Work order
Please output exactly the part of the records below that opens with the line containing "assert!(!ctx.is_variable_like(fid));" and closes with the line containing "observability platforms, and", both lines included, and nothing else.

Data extract
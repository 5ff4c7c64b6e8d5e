//! Output formatting - plaintext and JSON.

use serde_json::json;

use crate::analysis::AnalysisStats;
use crate::diagnostics::{Diagnostic, Severity};

/// Prints diagnostics in compiler-style plain text.
pub fn print_plain(diags: &[Diagnostic]) {
    if diags.is_empty() {
        println!("No findings.");
        return;
    }
    for d in diags {
        let severity = match d.severity {
            Severity::Warning => "warning",
            Severity::Note => "note",
        };
        println!("{}: {}: {}", d.location, severity, d.message);
    }
}

/// Prints diagnostics (and optionally stats) in JSON format.
///
/// Falls back to a terse line if serialization fails, which should never
/// happen for these types.
pub fn print_json(diags: &[Diagnostic], stats: Option<&AnalysisStats>) {
    let value = match stats {
        Some(s) => json!({ "diagnostics": diags, "stats": s }),
        None => json!({ "diagnostics": diags }),
    };
    match serde_json::to_string_pretty(&value) {
        Ok(out) => println!("{}", out),
        Err(e) => {
            eprintln!("[WARN] JSON serialization failed: {}", e);
            println!("{{\"diagnostics\": []}}");
        }
    }
}

#[cfg(test)]
mod tests {
    use super::*;
    use crate::ast::SourceLocation;
    use crate::diagnostics::DiagnosticBag;

    #[test]
    fn test_diagnostics_serialize() {
        let mut bag = DiagnosticBag::new();
        bag.variable_could_be_const(
            "j",
            SourceLocation {
                file: "main.cpp".into(),
                line: 3,
                column: 12,
            },
        );
        let diags = bag.into_vec();
        let value = serde_json::to_value(&diags).unwrap();
        assert_eq!(value[0]["severity"], "warning");
        assert_eq!(value[0]["location"]["file"], "main.cpp");
        assert_eq!(
            value[0]["message"],
            "variable 'j' could be declared as const"
        );
    }
}
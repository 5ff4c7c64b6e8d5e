//! Declaration tree of one translation unit.
//!
//! This is the input contract of the analysis: a front end (or an embedder
//! building trees programmatically, see [`crate::ast::build`]) hands over one
//! [`TranslationUnit`] per source file. Every declaration carries a
//! [`DeclId`], the canonical identity the oracle assigns so that
//! redeclarations map to the same id. All analysis maps and sets are keyed
//! by it.

use serde::{Deserialize, Serialize};
use std::fmt;

use super::expr::Stmt;
use super::types::QualType;

/// Canonical declaration identity. Stable across redeclarations of the same
/// entity within a translation unit.
#[derive(
    Debug, Clone, Copy, PartialEq, Eq, PartialOrd, Ord, Hash, Serialize, Deserialize,
)]
pub struct DeclId(pub u32);

impl fmt::Display for DeclId {
    fn fmt(&self, f: &mut fmt::Formatter<'_>) -> fmt::Result {
        write!(f, "#{}", self.0)
    }
}

/// A point in a source file. `file` distinguishes the main file from
/// included headers for diagnostic filtering.
#[derive(Debug, Clone, PartialEq, Eq, Default, Serialize, Deserialize)]
pub struct SourceLocation {
    pub file: String,
    pub line: u32,
    pub column: u32,
}

impl fmt::Display for SourceLocation {
    fn fmt(&self, f: &mut fmt::Formatter<'_>) -> fmt::Result {
        write!(f, "{}:{}:{}", self.file, self.line, self.column)
    }
}

/// The full extent of an expression in the source.
#[derive(Debug, Clone, PartialEq, Eq, Default, Serialize, Deserialize)]
pub struct SourceRange {
    pub begin: SourceLocation,
    pub end: SourceLocation,
}

/// The AST of one top-level source file plus its transitively included
/// declarations.
#[derive(Debug, Clone, Serialize, Deserialize)]
pub struct TranslationUnit {
    /// The source file at the root of the unit; declarations located
    /// elsewhere are analyzed but never reported.
    pub main_file: String,
    /// Top-level declarations in declaration order.
    pub decls: Vec<TopLevelDecl>,
}

/// A declaration at translation-unit scope.
#[derive(Debug, Clone, Serialize, Deserialize)]
pub enum TopLevelDecl {
    Record(RecordDecl),
    Function(FunctionDecl),
}

/// A class or struct definition.
#[derive(Debug, Clone, Serialize, Deserialize)]
pub struct RecordDecl {
    pub id: DeclId,
    pub name: String,
    /// Non-static data members, in declaration order.
    pub fields: Vec<FieldDecl>,
    /// Static data members. Reference-typed statics participate in the
    /// member-variable analysis; the rest do not.
    pub static_members: Vec<FieldDecl>,
    /// Methods declared in this record, in declaration order. A method with
    /// a body here is a definition.
    pub methods: Vec<FunctionDecl>,
    pub loc: SourceLocation,
}

/// A data member of a record.
#[derive(Debug, Clone, Serialize, Deserialize)]
pub struct FieldDecl {
    pub id: DeclId,
    pub name: String,
    pub ty: QualType,
    pub loc: SourceLocation,
}

/// A free function or a method. Methods carry [`MethodInfo`].
#[derive(Debug, Clone, Serialize, Deserialize)]
pub struct FunctionDecl {
    pub id: DeclId,
    pub name: String,
    pub params: Vec<VarDecl>,
    pub ret: QualType,
    /// Present for function definitions; a declaration without a body is
    /// skipped by the module analyzer.
    pub body: Option<Stmt>,
    /// Present when this function is a member of a record.
    pub method: Option<MethodInfo>,
    pub loc: SourceLocation,
}

impl FunctionDecl {
    /// True for a definition (a declaration that carries a body).
    pub fn is_definition(&self) -> bool {
        self.body.is_some()
    }
}

/// Member-function facts the analysis needs.
#[derive(Debug, Clone, Serialize, Deserialize)]
pub struct MethodInfo {
    /// Canonical id of the enclosing record.
    pub record: DeclId,
    pub kind: MethodKind,
    pub is_virtual: bool,
    pub is_static: bool,
    pub is_const: bool,
    pub is_user_provided: bool,
}

/// Discriminates the special member kinds the analysis must exclude from
/// method verdicts.
#[derive(Debug, Clone, Copy, PartialEq, Eq, Serialize, Deserialize)]
pub enum MethodKind {
    Ordinary,
    Constructor,
    Destructor,
    Conversion,
    CopyAssignment,
}

/// A parameter or local variable.
#[derive(Debug, Clone, Serialize, Deserialize)]
pub struct VarDecl {
    pub id: DeclId,
    pub name: String,
    pub ty: QualType,
    /// Initializer expression, when present. For reference-typed locals
    /// this is also the syntactic binding the alias analysis reads.
    pub init: Option<super::expr::Expr>,
    pub loc: SourceLocation,
}
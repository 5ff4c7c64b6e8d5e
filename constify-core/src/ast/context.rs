//! Id-indexed view over one translation unit.
//!
//! [`AstContext`] is the oracle surface the analysis queries: canonical-id
//! lookups for functions, records, fields and variables, the main-file
//! predicate, and function-definition iteration in declaration order.

use std::collections::HashMap;

use super::decl::{
    DeclId, FieldDecl, FunctionDecl, RecordDecl, SourceLocation, TopLevelDecl, TranslationUnit,
    VarDecl,
};
use super::types::QualType;

/// Lookup tables over a [`TranslationUnit`]. Built once per unit; read-only
/// for the duration of the analysis.
pub struct AstContext<'a> {
    tu: &'a TranslationUnit,
    functions: HashMap<DeclId, &'a FunctionDecl>,
    records: HashMap<DeclId, &'a RecordDecl>,
    fields: HashMap<DeclId, &'a FieldDecl>,
    variables: HashMap<DeclId, &'a VarDecl>,
    /// Function definitions in declaration order.
    definitions: Vec<&'a FunctionDecl>,
}

impl<'a> AstContext<'a> {
    pub fn new(tu: &'a TranslationUnit) -> Self {
        let mut ctx = Self {
            tu,
            functions: HashMap::new(),
            records: HashMap::new(),
            fields: HashMap::new(),
            variables: HashMap::new(),
            definitions: Vec::new(),
        };
        for decl in &tu.decls {
            match decl {
                TopLevelDecl::Function(f) => ctx.index_function(f),
                TopLevelDecl::Record(r) => {
                    ctx.records.insert(r.id, r);
                    for field in r.fields.iter().chain(r.static_members.iter()) {
                        ctx.fields.insert(field.id, field);
                    }
                    for m in &r.methods {
                        ctx.index_function(m);
                    }
                }
            }
        }
        ctx
    }

    fn index_function(&mut self, f: &'a FunctionDecl) {
        self.functions.insert(f.id, f);
        for p in &f.params {
            self.variables.insert(p.id, p);
        }
        if let Some(body) = &f.body {
            for v in body.local_decls() {
                self.variables.insert(v.id, v);
            }
            self.definitions.push(f);
        }
    }

    pub fn translation_unit(&self) -> &'a TranslationUnit {
        self.tu
    }

    pub fn function(&self, id: DeclId) -> Option<&'a FunctionDecl> {
        self.functions.get(&id).copied()
    }

    pub fn record(&self, id: DeclId) -> Option<&'a RecordDecl> {
        self.records.get(&id).copied()
    }

    pub fn field(&self, id: DeclId) -> Option<&'a FieldDecl> {
        self.fields.get(&id).copied()
    }

    pub fn variable(&self, id: DeclId) -> Option<&'a VarDecl> {
        self.variables.get(&id).copied()
    }

    /// True when the id names a variable, parameter, or data member; the
    /// usage extractor binds only these.
    pub fn is_variable_like(&self, id: DeclId) -> bool {
        self.variables.contains_key(&id) || self.fields.contains_key(&id)
    }

    /// The declared type of a variable-like declaration.
    pub fn declared_type(&self, id: DeclId) -> Option<&'a QualType> {
        self.variable(id)
            .map(|v| &v.ty)
            .or_else(|| self.field(id).map(|f| &f.ty))
    }

    /// The name of any indexed declaration.
    pub fn decl_name(&self, id: DeclId) -> Option<&'a str> {
        self.variable(id)
            .map(|v| v.name.as_str())
            .or_else(|| self.field(id).map(|f| f.name.as_str()))
            .or_else(|| self.function(id).map(|f| f.name.as_str()))
            .or_else(|| self.record(id).map(|r| r.name.as_str()))
    }

    /// The source location of any indexed declaration.
    pub fn decl_loc(&self, id: DeclId) -> Option<&'a SourceLocation> {
        self.variable(id)
            .map(|v| &v.loc)
            .or_else(|| self.field(id).map(|f| &f.loc))
            .or_else(|| self.function(id).map(|f| &f.loc))
            .or_else(|| self.record(id).map(|r| &r.loc))
    }

    /// Main-file predicate for diagnostic filtering.
    pub fn is_from_main_file(&self, loc: &SourceLocation) -> bool {
        loc.file == self.tu.main_file
    }

    /// True when the declaration's own location is in the main file.
    pub fn decl_in_main_file(&self, id: DeclId) -> bool {
        self.decl_loc(id)
            .is_some_and(|loc| self.is_from_main_file(loc))
    }

    /// Function definitions in translation-unit declaration order.
    /// Declarations without bodies never appear here.
    pub fn function_definitions(&self) -> impl Iterator<Item = &'a FunctionDecl> + '_ {
        self.definitions.iter().copied()
    }
}

#[cfg(test)]
mod tests {
    use super::*;
    use crate::ast::build::AstBuilder;

    #[test]
    fn test_indexes_locals_and_params() {
        let mut b = AstBuilder::new("main.cpp");
        let p = b.var("arg", QualType::named("int"));
        let local = b.var("k", QualType::named("int"));
        let body = crate::ast::Stmt::Compound(vec![crate::ast::Stmt::Decl(local.clone())]);
        let f = b.function("f", vec![p.clone()], Some(body));
        let fid = f.id;
        b.add_function(f);
        let tu = b.finish();

        let ctx = AstContext::new(&tu);
        assert!(ctx.variable(p.id).is_some());
        assert!(ctx.variable(local.id).is_some());
        assert!(ctx.is_variable_like(local.id));
        assert!(!ctx.is_variable_like(fid));
        assert_eq!(ctx.decl_name(local.id), Some("k"));
        assert_eq!(ctx.function_definitions().count(), 1);
    }

    #[test]
    fn test_skips_bodyless_definitions() {
        let mut b = AstBuilder::new("main.cpp");
        let f = b.function("declared_only", Vec::new(), None);
        b.add_function(f);
        let tu = b.finish();

        let ctx = AstContext::new(&tu);
        assert_eq!(ctx.function_definitions().count(), 0);
        assert!(ctx.function(DeclId(0)).is_some());
    }

    #[test]
    fn test_main_file_predicate() {
        let mut b = AstBuilder::new("main.cpp");
        let in_main = b.loc();
        let in_header = b.header_loc("lib.hpp");
        let tu = b.finish();

        let ctx = AstContext::new(&tu);
        assert!(ctx.is_from_main_file(&in_main));
        assert!(!ctx.is_from_main_file(&in_header));
    }
}
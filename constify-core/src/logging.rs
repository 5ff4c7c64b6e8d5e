//! Structured logging for analysis audit trails using **tracing**.
//!
//! The analysis pipeline emits events through the `tracing` macros at its
//! call sites; this module only installs the collector. The JSON subscriber
//! provides machine-readable output for observability platforms, and
//! stderr keeps stdout clean for diagnostic output.

/// Initializes the global tracing collector (subscriber).
///
/// This should be called *once* at the beginning of the application's runtime.
/// It configures structured JSON output to stderr.
///
/// # Environment Variables
/// - `RUST_LOG`: Controls log filtering (e.g., `RUST_LOG=constify=debug`)
pub fn init_structured_logging() {
    tracing_subscriber::fmt()
        .json()
        .with_ansi(false)
        .with_level(true)
        .with_target(true)
        .with_current_span(true)
        .with_env_filter(tracing_subscriber::EnvFilter::from_default_env())
        .with_writer(std::io::stderr)
        .init();
}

Written reply
        assert!(!ctx.is_variable_like(fid));
        assert_eq!(ctx.decl_name(local.id), Some("k"));
        assert_eq!(ctx.function_definitions().count(), 1);
    }

    #[test]
    fn test_skips_bodyless_definitions() {
        let mut b = AstBuilder::new("main.cpp");
        let f = b.function("declared_only", Vec::new(), None);
        b.add_function(f);
        let tu = b.finish();

        let ctx = AstContext::new(&tu);
        assert_eq!(ctx.function_definitions().count(), 0);
        assert!(ctx.function(DeclId(0)).is_some());
    }

    #[test]
    fn test_main_file_predicate() {
        let mut b = AstBuilder::new("main.cpp");
        let in_main = b.loc();
        let in_header = b.header_loc("lib.hpp");
        let tu = b.finish();

        let ctx = AstContext::new(&tu);
        assert!(ctx.is_from_main_file(&in_main));
        assert!(!ctx.is_from_main_file(&in_header));
    }
}
filename constify-core/src/logging.rs
repository 5ff4c7c64b6e8d5e
//! Structured logging for analysis audit trails using **tracing**.
//!
//! The analysis pipeline emits events through the `tracing` macros at its
//! call sites; this module only installs the collector. The JSON subscriber
//! provides machine-readable output for observability platforms, and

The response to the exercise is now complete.